RIL and Pemex will look at potential upstream oil and gas business opportunities in Mexico as well as explore international markets for “value added opportunities,” a company statement said.
The deal comes as Mexico, the world’s tenth-largest crude producer, opens up its energy sector with the ending of Pemex’s decades-long monopoly. State-owned, Oil and Natural Gas Corp (ONGC) had previously signed a memorandum of understanding (MoU) with the Mexican firm.
RIL, the owner of the world’s biggest refinery, said its tie-up with Pemex was in line with its strategy to expand its international asset base in regions with “attractive competitive opportunities.”

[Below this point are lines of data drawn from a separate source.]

//! Outbound message text.

use std::fmt::Write as _;
use std::time::Duration;

use croupier_types::{GameNumber, Outcome, Suit};
use croupier_utils::format_duration;

use crate::engine::EngineSnapshot;
use crate::stats::Tally;

fn header(target: GameNumber, suit: Suit) -> String {
    format!(
        "🎰 **PRÉDICTION #{}**\n🎯 Couleur: {}",
        target.get(),
        suit.display_name()
    )
}

#[must_use]
pub fn prediction_text(target: GameNumber, suit: Suit) -> String {
    format!("{}\n⏳ Statut: EN ATTENTE DU RÉSULTAT...", header(target, suit))
}

/// The published prediction with its status line replaced by the outcome.
#[must_use]
pub fn resolved_text(target: GameNumber, suit: Suit, outcome: Outcome) -> String {
    let status = match outcome {
        Outcome::Won(_) => format!("{} GAGNÉ", outcome.badge()),
        Outcome::Lost => format!("{} PERDU", outcome.badge()),
    };
    format!("{}\n📊 Statut: {status}", header(target, suit))
}

/// Whole minutes, rounded down.
#[must_use]
pub fn pause_text(duration: Duration) -> String {
    format!("⏸️ **PAUSE**\n⏱️ {} minutes...", duration.as_secs() / 60)
}

#[must_use]
pub fn stats_text(tally: &Tally, max_offset: u8) -> String {
    let mut out = String::from("📊 **BILAN**\n");
    let _ = writeln!(out, "Total: {}", tally.total);
    let _ = writeln!(out, "✅ Gagnés: {}", tally.wins);
    let _ = writeln!(out, "❌ Perdus: {}", tally.losses);
    for offset in 0..=max_offset {
        let _ = writeln!(
            out,
            "   {}: {}",
            Outcome::Won(offset).badge(),
            tally.wins_at(offset)
        );
    }
    match tally.win_rate() {
        Some(rate) => {
            let _ = write!(out, "Taux de réussite: {rate:.1}%");
        }
        None => out.push_str("Taux de réussite: -"),
    }
    out
}

#[must_use]
pub fn snapshot_text(snapshot: &EngineSnapshot) -> String {
    let mut out = String::new();
    let _ = writeln!(
        out,
        "Prédictions: {}",
        if snapshot.enabled { "ON" } else { "OFF" }
    );
    match &snapshot.slot {
        Some(slot) => {
            let _ = writeln!(
                out,
                "En cours: #{} {} (check {}/{}, attendu #{})",
                slot.target.get(),
                slot.suit,
                slot.check_offset,
                snapshot.max_offset,
                slot.expected.get()
            );
        }
        None => out.push_str("En cours: aucune\n"),
    }
    if let Some(target) = snapshot.launch_outstanding {
        let _ = writeln!(out, "Publication en cours: #{}", target.get());
    }
    let pause = &snapshot.pause;
    match pause.remaining {
        Some(left) => {
            let _ = writeln!(out, "Pause: oui ({} restantes)", format_duration(left));
        }
        None => out.push_str("Pause: non\n"),
    }
    let _ = writeln!(
        out,
        "Compteur: {}/{}",
        pause.predictions_since_reset, pause.threshold
    );
    let cycle: Vec<String> = pause.cycle.iter().map(|d| format_duration(*d)).collect();
    let upcoming: Vec<String> = pause.upcoming.iter().map(|d| format_duration(*d)).collect();
    let _ = writeln!(out, "Cycle: {}", cycle.join(", "));
    let _ = writeln!(out, "Prochaines pauses: {}", upcoming.join(", "));
    let _ = writeln!(
        out,
        "Dernier numéro: {}",
        snapshot
            .last_seen
            .map_or_else(|| "-".to_string(), |n| format!("#{}", n.get()))
    );
    let _ = write!(out, "Cibles utilisées: {}", snapshot.targeted_count);
    out
}
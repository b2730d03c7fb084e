//! Croupier CLI - feeds a result stream into the engine.
//!
//! Every stdin line is either a raw result message or a `/command` (see
//! [`commands::HELP`]). Predictions, amendments and pause announcements are printed to
//! stdout by a [`console::ConsoleSink`]; logs go to `~/.croupier/logs/croupier.log`.
//!
//! ```text
//! stdin -> parse_line -> EngineHandle -> engine task -> ConsoleSink -> stdout
//!                                             |
//!                                             v
//!                                    ~/.croupier/state.json
//! ```

mod commands;
mod console;

use std::{
    fs::{self, OpenOptions},
    path::PathBuf,
    sync::Mutex,
    time::Duration,
};

use anyhow::{Context, Result};
use tokio::io::{AsyncBufReadExt, BufReader};
use tracing_subscriber::{EnvFilter, fmt, prelude::*};

use croupier_config::{CroupierConfig, RetrySection, croupier_dir};
use croupier_core::{Engine, render};
use croupier_engine::{
    EngineHandle, RetryConfig, RuntimeError, RuntimeOptions, StateStore, SystemClock, spawn,
};
use croupier_utils::format_duration;

use crate::commands::{Command, HELP, Line, parse_line};
use crate::console::ConsoleSink;

fn init_tracing() {
    let env_filter = EnvFilter::try_from_default_env()
        .or_else(|_| EnvFilter::try_new("info"))
        .unwrap_or_else(|_| EnvFilter::try_new("warn").expect("warn filter is valid"));

    let (log_file, init_warnings) = open_log_file();

    if let Some((log_path, file)) = log_file {
        tracing_subscriber::registry()
            .with(fmt::layer().with_ansi(false).with_writer(Mutex::new(file)))
            .with(env_filter)
            .init();

        tracing::info!(path = %log_path.display(), "Logging initialized");
        for warning in init_warnings {
            tracing::warn!("{warning}");
        }
        return;
    }

    // stdout carries the published messages; keep logs off it.
    tracing_subscriber::registry()
        .with(fmt::layer().with_writer(std::io::stderr))
        .with(env_filter)
        .init();
    for warning in init_warnings {
        tracing::warn!("{warning}");
    }
}

fn open_log_file() -> (Option<(PathBuf, std::fs::File)>, Vec<String>) {
    let mut warnings = Vec::new();

    for candidate in log_file_candidates() {
        if let Some(parent) = candidate.parent()
            && let Err(e) = fs::create_dir_all(parent)
        {
            warnings.push(format!(
                "Failed to create log dir {}: {e}",
                parent.display()
            ));
            continue;
        }

        match OpenOptions::new()
            .create(true)
            .append(true)
            .open(&candidate)
        {
            Ok(file) => return (Some((candidate, file)), warnings),
            Err(e) => {
                warnings.push(format!(
                    "Failed to open log file {}: {e}",
                    candidate.display()
                ));
            }
        }
    }

    (None, warnings)
}

fn log_file_candidates() -> Vec<PathBuf> {
    let mut candidates = Vec::new();

    // Primary: ~/.croupier/logs/croupier.log
    if let Some(dir) = croupier_dir() {
        candidates.push(dir.join("logs").join("croupier.log"));
    }

    // Fallback: ./.croupier/logs/croupier.log
    candidates.push(PathBuf::from(".croupier").join("logs").join("croupier.log"));

    candidates
}

fn retry_config(section: Option<&RetrySection>) -> RetryConfig {
    let mut retry = RetryConfig::default();
    let Some(section) = section else {
        return retry;
    };
    if let Some(max_retries) = section.max_retries {
        retry.max_retries = max_retries;
    }
    if let Some(ms) = section.initial_delay_ms {
        retry.initial_delay = Duration::from_millis(ms);
    }
    if let Some(ms) = section.max_delay_ms {
        retry.max_delay = Duration::from_millis(ms);
    }
    retry
}

fn cycle_text(cycle: &[Duration]) -> String {
    cycle
        .iter()
        .map(|d| format_duration(*d))
        .collect::<Vec<_>>()
        .join(", ")
}

#[tokio::main]
async fn main() -> Result<()> {
    init_tracing();

    let config = CroupierConfig::load()
        .context("failed to load config")?
        .unwrap_or_default();
    let settings = config.engine_settings().context("invalid config")?;

    let store = config.state_path().map(StateStore::new);
    let saved = match &store {
        Some(store) => store
            .load()
            .with_context(|| format!("failed to load state from {}", store.path().display()))?,
        None => {
            tracing::warn!("No home directory and no storage.state_path; state will not persist");
            None
        }
    };
    let engine = match saved {
        Some(state) => Engine::restore(settings, state),
        None => Engine::new(settings)?,
    };

    let options = RuntimeOptions {
        retry: retry_config(config.retry.as_ref()),
        ..RuntimeOptions::default()
    };
    let sink = ConsoleSink::new(std::io::stdout());
    let (handle, task) = spawn(engine, sink, store, SystemClock, options);

    let result = run(&handle).await;

    if let Err(e) = handle.shutdown().await {
        tracing::warn!("Engine shutdown: {e}");
    }
    task.await.context("engine task failed")?;
    result
}

async fn run(handle: &EngineHandle<u64>) -> Result<()> {
    let mut lines = BufReader::new(tokio::io::stdin()).lines();
    loop {
        let line = tokio::select! {
            line = lines.next_line() => line.context("failed to read stdin")?,
            _ = tokio::signal::ctrl_c() => {
                tracing::info!("Interrupted");
                return Ok(());
            }
        };
        let Some(line) = line else {
            tracing::info!("Input closed");
            return Ok(());
        };
        if !dispatch(handle, &line).await? {
            return Ok(());
        }
    }
}

/// Handle one input line. `Ok(false)` asks the loop to stop.
async fn dispatch(handle: &EngineHandle<u64>, line: &str) -> Result<bool> {
    let command = match parse_line(line) {
        Line::Blank => return Ok(true),
        Line::Event(text) => {
            let reaction = handle.ingest(text).await?;
            tracing::debug!(?reaction, "Event handled");
            return Ok(true);
        }
        Line::Unknown(name) => {
            println!("Commande inconnue: /{name} (voir /help)");
            return Ok(true);
        }
        Line::BadCycle(e) => {
            println!("Cycle invalide: {e}");
            return Ok(true);
        }
        Line::Command(command) => command,
    };

    match command {
        Command::Stop => {
            handle.set_predictions_enabled(false).await?;
            println!("⏹️ Prédictions suspendues");
        }
        Command::Resume => {
            handle.set_predictions_enabled(true).await?;
            println!("▶️ Prédictions reprises");
        }
        Command::ForceStop => match handle.force_stop().await? {
            Some(target) => println!("🛑 Arrêt forcé, prédiction #{target} abandonnée"),
            None => println!("🛑 Arrêt forcé"),
        },
        Command::ClearVerification => match handle.clear_slot().await? {
            Some(target) => println!("🧹 Vérification #{target} effacée"),
            None => println!("Aucune vérification en cours"),
        },
        Command::PauseCycle(None) => {
            let snapshot = handle.inspect().await?;
            println!("Cycle: {}", cycle_text(&snapshot.pause.cycle));
        }
        Command::PauseCycle(Some(cycle)) => {
            let text = cycle_text(&cycle);
            match handle.reconfigure_pause_cycle(cycle).await {
                Ok(()) => println!("Cycle mis à jour: {text}"),
                Err(RuntimeError::Engine(e)) => println!("Cycle refusé: {e}"),
                Err(e) => return Err(e.into()),
            }
        }
        Command::Inspect => {
            println!("{}", render::snapshot_text(&handle.inspect().await?));
        }
        Command::Stats => {
            let snapshot = handle.inspect().await?;
            println!("{}", render::stats_text(&snapshot.tally, snapshot.max_offset));
        }
        Command::Reset => {
            handle.reset().await?;
            println!("♻️ Statistiques remises à zéro");
        }
        Command::Help => println!("{HELP}"),
        Command::Quit => return Ok(false),
    }
    Ok(true)
}
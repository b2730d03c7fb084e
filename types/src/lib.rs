//! Core domain types for Croupier.
//!
//! This crate contains pure domain types with no IO, no async, and minimal dependencies.
//! Everything here can be used from any layer of the application.

mod event;
mod number;
mod suit;

pub use event::{Lifecycle, Outcome, ResultEvent};
pub use number::{
    DomainError, GameNumber, NumberDomain, TargetBounds, TriggerRule, ZeroGameNumberError,
    is_valid_in,
};
pub use suit::{EmptySuitCycleError, Suit, SuitCycle, SuitSet, UnknownSuitError};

An MoU was signed by RIL’s oil and gas head PMS Prasad and Pemex chief executive Emilio Lozoya in New York.
“The MoU envisages sharing of RIL’s pioneering expertise in deep-water development and best practices in East Coast of India and RIL’s experience in shale gas in United States,” the statement said.
RIL, which entered into the oil and gas business in 1990s with the setting up of India’s biggest refinery at Jamnagar in Gujarat and then expanding into upstream oil and gas exploration, is re-orienting its hydrocarbon business after encountering several challenges.
Out of the 45 oil and gas exploration areas or blocks it acquired in India since 1999, as many as 38 have been surrendered after having sunk $2.09 billion.
In spite of 52 oil and gas discoveries since 2002, it has managed to bring only three of them into production to date, as it ran into regulatory hurdles, pricing and cost recovery disputes and delays in getting critical approvals.
RIL has since then started looking for opportunities overseas — from Myanmar to Mexico.